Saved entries
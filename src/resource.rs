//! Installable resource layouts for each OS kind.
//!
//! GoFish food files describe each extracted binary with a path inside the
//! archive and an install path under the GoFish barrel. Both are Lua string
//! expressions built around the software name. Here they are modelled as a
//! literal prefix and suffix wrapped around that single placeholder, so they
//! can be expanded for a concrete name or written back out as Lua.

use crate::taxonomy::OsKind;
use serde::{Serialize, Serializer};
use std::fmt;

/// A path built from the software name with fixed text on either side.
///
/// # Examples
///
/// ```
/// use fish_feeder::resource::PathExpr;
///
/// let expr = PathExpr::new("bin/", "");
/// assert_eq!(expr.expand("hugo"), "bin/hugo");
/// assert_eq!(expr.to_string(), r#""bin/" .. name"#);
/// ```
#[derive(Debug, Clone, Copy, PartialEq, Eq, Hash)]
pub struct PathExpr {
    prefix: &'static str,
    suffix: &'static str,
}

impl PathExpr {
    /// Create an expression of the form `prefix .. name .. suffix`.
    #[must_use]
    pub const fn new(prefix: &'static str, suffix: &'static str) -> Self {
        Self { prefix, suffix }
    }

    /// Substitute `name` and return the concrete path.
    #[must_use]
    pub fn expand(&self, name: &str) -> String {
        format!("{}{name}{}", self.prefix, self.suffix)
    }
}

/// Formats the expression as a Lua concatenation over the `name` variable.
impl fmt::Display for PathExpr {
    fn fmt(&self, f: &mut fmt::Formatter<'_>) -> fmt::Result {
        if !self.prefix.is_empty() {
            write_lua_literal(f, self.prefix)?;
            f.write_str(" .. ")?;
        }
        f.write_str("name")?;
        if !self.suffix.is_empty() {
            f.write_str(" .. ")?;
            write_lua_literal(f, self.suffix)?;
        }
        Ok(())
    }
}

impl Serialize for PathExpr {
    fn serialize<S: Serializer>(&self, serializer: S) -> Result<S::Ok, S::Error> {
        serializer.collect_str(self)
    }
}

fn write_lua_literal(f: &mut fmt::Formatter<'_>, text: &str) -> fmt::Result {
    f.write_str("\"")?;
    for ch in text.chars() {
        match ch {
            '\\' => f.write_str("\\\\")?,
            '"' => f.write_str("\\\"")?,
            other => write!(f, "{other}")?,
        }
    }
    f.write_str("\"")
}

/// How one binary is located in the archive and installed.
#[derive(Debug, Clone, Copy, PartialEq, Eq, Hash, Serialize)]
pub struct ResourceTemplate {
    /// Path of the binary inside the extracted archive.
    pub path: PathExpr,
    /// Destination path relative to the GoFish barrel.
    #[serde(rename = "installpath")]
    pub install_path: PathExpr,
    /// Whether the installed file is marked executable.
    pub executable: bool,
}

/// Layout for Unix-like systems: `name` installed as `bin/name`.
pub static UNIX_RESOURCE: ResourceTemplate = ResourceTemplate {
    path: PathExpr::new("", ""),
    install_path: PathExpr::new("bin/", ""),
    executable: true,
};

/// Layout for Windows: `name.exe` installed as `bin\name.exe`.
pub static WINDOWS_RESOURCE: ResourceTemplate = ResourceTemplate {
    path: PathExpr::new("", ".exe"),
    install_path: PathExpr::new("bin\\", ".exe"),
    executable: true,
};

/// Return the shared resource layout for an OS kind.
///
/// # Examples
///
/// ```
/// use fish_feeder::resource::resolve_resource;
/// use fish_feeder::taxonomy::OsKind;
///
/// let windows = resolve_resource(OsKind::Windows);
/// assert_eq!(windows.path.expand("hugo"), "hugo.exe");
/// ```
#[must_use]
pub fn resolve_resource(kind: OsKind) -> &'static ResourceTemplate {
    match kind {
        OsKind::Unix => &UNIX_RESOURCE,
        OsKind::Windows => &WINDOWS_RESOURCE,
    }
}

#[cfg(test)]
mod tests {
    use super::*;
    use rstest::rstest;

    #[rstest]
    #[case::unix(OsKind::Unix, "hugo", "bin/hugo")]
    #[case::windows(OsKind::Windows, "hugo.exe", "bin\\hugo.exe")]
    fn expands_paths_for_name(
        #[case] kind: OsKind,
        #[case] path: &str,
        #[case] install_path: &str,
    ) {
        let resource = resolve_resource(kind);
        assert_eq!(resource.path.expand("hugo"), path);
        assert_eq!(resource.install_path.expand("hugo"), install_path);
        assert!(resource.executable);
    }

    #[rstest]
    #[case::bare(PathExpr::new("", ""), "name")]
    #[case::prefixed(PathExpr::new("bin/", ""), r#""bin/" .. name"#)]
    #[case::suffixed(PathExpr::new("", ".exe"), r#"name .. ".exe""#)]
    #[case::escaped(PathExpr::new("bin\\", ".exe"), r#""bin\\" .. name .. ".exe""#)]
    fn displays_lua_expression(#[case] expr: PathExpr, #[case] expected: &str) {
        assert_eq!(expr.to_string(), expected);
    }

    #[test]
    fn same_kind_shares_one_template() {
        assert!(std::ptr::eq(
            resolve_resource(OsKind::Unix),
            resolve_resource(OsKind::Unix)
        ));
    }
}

...

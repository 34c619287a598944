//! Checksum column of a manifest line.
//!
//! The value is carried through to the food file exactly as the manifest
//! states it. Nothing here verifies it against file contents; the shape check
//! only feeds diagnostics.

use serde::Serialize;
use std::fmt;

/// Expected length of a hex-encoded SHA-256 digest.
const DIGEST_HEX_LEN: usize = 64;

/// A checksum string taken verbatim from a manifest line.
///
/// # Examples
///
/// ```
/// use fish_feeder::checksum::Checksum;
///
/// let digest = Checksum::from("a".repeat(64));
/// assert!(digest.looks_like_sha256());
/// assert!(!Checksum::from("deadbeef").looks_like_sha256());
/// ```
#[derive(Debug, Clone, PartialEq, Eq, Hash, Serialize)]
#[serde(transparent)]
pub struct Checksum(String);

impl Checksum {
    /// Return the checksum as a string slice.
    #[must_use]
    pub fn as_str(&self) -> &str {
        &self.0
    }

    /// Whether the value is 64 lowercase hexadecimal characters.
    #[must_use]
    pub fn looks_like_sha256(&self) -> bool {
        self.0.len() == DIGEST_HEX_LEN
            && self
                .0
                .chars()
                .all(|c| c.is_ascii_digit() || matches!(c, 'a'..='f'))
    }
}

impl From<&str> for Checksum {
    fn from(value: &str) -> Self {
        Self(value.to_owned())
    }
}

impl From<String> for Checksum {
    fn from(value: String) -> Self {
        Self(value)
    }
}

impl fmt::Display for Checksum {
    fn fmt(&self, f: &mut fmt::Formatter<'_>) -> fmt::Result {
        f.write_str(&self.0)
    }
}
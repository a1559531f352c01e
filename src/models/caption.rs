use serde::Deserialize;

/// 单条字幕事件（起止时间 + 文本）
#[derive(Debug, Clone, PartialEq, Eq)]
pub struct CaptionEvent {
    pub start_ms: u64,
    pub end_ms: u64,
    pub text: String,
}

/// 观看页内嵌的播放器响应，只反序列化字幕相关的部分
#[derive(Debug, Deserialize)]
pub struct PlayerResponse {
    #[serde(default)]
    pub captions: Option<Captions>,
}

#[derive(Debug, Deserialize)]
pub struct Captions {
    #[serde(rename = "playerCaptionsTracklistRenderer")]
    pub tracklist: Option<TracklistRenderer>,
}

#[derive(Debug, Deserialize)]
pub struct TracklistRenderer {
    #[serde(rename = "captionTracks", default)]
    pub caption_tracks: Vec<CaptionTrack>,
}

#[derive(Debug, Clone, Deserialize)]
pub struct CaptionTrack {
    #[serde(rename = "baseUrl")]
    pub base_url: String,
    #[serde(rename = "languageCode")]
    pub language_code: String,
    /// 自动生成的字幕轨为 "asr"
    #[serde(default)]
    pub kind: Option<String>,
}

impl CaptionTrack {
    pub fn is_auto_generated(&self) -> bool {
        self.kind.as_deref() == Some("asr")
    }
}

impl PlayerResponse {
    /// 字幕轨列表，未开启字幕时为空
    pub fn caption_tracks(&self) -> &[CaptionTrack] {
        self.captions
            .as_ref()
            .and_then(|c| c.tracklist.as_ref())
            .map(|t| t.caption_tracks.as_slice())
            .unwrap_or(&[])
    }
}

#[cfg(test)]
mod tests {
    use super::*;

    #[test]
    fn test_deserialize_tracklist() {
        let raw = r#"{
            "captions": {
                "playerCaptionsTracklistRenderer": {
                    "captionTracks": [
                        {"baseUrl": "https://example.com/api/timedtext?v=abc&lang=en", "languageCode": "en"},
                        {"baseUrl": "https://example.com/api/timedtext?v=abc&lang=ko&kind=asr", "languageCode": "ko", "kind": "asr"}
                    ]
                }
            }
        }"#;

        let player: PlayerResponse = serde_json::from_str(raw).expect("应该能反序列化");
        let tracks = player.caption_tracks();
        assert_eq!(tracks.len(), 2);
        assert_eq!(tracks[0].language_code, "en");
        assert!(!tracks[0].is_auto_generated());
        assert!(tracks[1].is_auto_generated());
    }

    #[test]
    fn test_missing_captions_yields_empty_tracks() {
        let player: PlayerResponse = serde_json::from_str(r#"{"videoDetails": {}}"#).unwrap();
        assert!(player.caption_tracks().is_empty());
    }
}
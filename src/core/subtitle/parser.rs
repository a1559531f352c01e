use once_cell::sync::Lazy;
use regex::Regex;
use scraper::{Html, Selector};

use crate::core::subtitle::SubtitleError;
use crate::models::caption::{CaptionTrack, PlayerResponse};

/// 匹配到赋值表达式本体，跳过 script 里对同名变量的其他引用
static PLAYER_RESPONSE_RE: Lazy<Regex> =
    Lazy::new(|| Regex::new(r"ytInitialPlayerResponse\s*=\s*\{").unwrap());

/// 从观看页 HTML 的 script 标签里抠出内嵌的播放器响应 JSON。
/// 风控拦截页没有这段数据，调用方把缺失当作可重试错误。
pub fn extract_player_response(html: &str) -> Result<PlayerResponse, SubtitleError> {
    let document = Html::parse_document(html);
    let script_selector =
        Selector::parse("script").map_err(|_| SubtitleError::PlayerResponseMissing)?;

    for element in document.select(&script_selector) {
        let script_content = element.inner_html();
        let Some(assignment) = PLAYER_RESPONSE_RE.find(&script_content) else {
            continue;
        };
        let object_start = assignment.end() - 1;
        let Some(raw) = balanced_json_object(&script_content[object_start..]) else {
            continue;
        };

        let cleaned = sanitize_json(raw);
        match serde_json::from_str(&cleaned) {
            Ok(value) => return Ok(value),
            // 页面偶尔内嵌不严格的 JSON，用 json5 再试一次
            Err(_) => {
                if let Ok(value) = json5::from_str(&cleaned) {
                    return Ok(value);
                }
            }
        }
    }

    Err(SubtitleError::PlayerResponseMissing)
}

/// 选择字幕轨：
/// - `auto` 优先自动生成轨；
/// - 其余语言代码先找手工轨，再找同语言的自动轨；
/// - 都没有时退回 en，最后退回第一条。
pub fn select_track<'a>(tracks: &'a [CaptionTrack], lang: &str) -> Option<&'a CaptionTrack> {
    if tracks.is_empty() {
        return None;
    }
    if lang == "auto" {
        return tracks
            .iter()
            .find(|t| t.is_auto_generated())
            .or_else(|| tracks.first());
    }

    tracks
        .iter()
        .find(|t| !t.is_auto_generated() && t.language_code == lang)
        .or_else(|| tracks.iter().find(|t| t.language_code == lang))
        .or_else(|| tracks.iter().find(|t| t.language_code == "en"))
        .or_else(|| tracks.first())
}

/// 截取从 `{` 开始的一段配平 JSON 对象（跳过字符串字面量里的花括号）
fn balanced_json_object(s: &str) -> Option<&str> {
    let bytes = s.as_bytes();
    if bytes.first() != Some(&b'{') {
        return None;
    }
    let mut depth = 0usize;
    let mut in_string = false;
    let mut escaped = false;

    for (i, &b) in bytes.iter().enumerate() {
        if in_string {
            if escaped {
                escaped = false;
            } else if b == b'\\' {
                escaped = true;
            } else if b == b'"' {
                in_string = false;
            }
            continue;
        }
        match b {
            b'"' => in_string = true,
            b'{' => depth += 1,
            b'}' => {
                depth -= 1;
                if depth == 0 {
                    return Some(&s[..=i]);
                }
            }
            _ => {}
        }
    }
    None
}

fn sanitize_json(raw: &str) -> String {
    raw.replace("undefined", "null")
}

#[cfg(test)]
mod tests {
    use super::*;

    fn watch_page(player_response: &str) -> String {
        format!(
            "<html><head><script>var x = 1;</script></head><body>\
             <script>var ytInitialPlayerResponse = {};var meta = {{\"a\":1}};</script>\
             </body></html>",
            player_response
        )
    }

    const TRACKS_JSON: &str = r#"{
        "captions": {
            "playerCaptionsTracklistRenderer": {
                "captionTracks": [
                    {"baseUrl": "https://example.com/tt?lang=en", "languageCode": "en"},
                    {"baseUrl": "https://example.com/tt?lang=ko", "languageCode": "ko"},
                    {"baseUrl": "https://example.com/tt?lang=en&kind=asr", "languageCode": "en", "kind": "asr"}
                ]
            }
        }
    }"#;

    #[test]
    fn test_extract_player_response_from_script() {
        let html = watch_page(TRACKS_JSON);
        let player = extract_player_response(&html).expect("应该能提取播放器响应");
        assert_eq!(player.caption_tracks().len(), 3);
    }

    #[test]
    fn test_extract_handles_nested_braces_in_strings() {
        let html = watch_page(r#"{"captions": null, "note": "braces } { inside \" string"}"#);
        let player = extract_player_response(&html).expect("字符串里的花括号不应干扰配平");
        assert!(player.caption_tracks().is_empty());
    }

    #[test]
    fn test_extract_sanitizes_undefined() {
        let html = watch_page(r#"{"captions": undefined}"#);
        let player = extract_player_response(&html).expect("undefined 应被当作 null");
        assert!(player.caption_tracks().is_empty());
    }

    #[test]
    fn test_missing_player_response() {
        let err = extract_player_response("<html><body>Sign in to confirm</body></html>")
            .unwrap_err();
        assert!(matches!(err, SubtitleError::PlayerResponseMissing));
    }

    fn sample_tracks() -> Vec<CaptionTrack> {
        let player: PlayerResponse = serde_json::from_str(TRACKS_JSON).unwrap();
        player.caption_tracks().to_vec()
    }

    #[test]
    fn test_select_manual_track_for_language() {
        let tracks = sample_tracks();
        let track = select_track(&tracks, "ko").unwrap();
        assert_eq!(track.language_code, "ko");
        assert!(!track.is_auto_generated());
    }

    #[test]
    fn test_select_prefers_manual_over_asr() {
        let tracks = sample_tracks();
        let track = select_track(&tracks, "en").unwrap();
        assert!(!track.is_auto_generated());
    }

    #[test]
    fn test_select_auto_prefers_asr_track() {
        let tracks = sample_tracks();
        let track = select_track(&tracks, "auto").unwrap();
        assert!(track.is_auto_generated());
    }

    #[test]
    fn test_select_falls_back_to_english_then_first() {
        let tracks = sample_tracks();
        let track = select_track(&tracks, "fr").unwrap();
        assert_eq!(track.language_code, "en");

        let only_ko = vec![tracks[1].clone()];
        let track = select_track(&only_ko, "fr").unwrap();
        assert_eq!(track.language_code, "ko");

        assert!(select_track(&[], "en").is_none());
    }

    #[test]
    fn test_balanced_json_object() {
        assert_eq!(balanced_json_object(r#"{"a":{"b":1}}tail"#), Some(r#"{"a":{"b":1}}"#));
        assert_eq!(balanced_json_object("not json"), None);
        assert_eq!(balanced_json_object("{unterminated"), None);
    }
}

...

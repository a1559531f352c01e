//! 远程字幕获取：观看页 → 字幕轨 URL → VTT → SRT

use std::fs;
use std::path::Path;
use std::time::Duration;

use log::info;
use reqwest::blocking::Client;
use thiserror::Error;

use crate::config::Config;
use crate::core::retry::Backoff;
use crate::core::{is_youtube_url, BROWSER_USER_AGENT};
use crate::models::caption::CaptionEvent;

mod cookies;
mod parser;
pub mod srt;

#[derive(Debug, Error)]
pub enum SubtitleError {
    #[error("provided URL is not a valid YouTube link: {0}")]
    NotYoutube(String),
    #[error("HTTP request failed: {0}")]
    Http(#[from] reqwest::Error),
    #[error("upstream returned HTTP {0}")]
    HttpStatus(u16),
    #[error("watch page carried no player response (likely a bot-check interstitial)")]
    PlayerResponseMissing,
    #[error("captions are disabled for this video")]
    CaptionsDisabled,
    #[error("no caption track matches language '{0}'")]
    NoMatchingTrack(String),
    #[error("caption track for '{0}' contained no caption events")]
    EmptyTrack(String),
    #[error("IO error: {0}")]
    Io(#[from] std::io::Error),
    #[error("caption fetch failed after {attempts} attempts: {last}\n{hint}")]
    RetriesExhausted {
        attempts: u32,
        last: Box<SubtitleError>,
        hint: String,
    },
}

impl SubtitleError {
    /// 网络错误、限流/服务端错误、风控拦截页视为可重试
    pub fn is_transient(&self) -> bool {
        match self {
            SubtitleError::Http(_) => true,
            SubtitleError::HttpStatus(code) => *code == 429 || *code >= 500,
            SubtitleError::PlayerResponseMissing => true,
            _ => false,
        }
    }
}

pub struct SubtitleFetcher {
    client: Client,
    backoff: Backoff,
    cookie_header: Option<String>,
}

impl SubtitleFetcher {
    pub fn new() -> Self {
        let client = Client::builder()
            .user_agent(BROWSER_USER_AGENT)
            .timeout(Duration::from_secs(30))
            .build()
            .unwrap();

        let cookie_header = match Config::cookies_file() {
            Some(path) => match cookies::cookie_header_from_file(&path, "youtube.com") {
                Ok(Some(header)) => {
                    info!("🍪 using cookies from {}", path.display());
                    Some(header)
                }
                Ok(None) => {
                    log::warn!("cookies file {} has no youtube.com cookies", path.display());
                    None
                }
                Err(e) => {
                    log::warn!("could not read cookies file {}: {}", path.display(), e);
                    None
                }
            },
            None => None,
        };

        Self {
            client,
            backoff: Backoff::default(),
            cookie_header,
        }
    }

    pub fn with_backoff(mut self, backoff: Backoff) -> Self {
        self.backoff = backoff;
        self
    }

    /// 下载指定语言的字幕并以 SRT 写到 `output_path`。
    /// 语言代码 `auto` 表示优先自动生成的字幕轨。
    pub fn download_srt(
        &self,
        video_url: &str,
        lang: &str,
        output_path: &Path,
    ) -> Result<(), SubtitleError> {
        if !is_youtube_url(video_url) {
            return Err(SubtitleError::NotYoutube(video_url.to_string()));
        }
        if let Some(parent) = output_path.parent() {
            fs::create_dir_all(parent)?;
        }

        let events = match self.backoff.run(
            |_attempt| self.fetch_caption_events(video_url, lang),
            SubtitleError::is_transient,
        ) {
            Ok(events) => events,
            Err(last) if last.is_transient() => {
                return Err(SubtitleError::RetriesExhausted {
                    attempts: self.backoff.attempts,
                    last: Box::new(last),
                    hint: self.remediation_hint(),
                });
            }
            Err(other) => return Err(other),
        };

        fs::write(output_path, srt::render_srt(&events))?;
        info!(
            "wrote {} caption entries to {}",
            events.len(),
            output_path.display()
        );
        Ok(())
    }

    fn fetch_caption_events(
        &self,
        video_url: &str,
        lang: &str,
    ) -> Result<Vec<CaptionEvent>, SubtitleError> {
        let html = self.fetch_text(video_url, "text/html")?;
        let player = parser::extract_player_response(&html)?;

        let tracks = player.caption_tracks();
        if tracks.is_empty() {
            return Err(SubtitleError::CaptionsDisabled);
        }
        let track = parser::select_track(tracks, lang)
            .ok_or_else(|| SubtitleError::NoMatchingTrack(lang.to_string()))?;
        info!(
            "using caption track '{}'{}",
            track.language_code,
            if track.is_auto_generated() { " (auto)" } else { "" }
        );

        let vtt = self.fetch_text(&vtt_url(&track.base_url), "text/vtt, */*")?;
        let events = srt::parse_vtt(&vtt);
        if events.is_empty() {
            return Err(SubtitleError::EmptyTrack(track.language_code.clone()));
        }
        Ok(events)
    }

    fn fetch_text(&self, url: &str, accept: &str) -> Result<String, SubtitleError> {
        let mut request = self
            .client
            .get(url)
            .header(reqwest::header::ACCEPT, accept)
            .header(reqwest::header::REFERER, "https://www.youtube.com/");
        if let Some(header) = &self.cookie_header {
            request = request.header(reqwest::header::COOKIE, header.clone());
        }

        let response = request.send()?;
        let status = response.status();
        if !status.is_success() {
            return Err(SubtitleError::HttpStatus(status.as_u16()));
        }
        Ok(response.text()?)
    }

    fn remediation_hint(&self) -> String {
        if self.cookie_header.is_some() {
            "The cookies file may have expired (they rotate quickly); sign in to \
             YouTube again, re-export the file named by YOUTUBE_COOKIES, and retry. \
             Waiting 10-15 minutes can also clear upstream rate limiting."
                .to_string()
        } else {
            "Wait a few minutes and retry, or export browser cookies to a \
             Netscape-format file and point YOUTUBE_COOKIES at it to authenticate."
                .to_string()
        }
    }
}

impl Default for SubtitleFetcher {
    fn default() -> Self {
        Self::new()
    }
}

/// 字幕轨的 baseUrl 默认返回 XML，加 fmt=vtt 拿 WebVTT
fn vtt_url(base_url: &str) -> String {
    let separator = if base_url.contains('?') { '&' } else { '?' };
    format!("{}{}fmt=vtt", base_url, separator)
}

[PROBLEM TO WORK ON]: Could you repeat exactly the lines above from the line with "filename src/resource.rs" up to and including the line with "placeholder, so they", and only those?

[COMPLETED EXERCISE]:
filename src/resource.rs
//! Installable resource layouts for each OS kind.
//!
//! GoFish food files describe each extracted binary with a path inside the
//! archive and an install path under the GoFish barrel. Both are Lua string
//! expressions built around the software name. Here they are modelled as a
//! literal prefix and suffix wrapped around that single placeholder, so they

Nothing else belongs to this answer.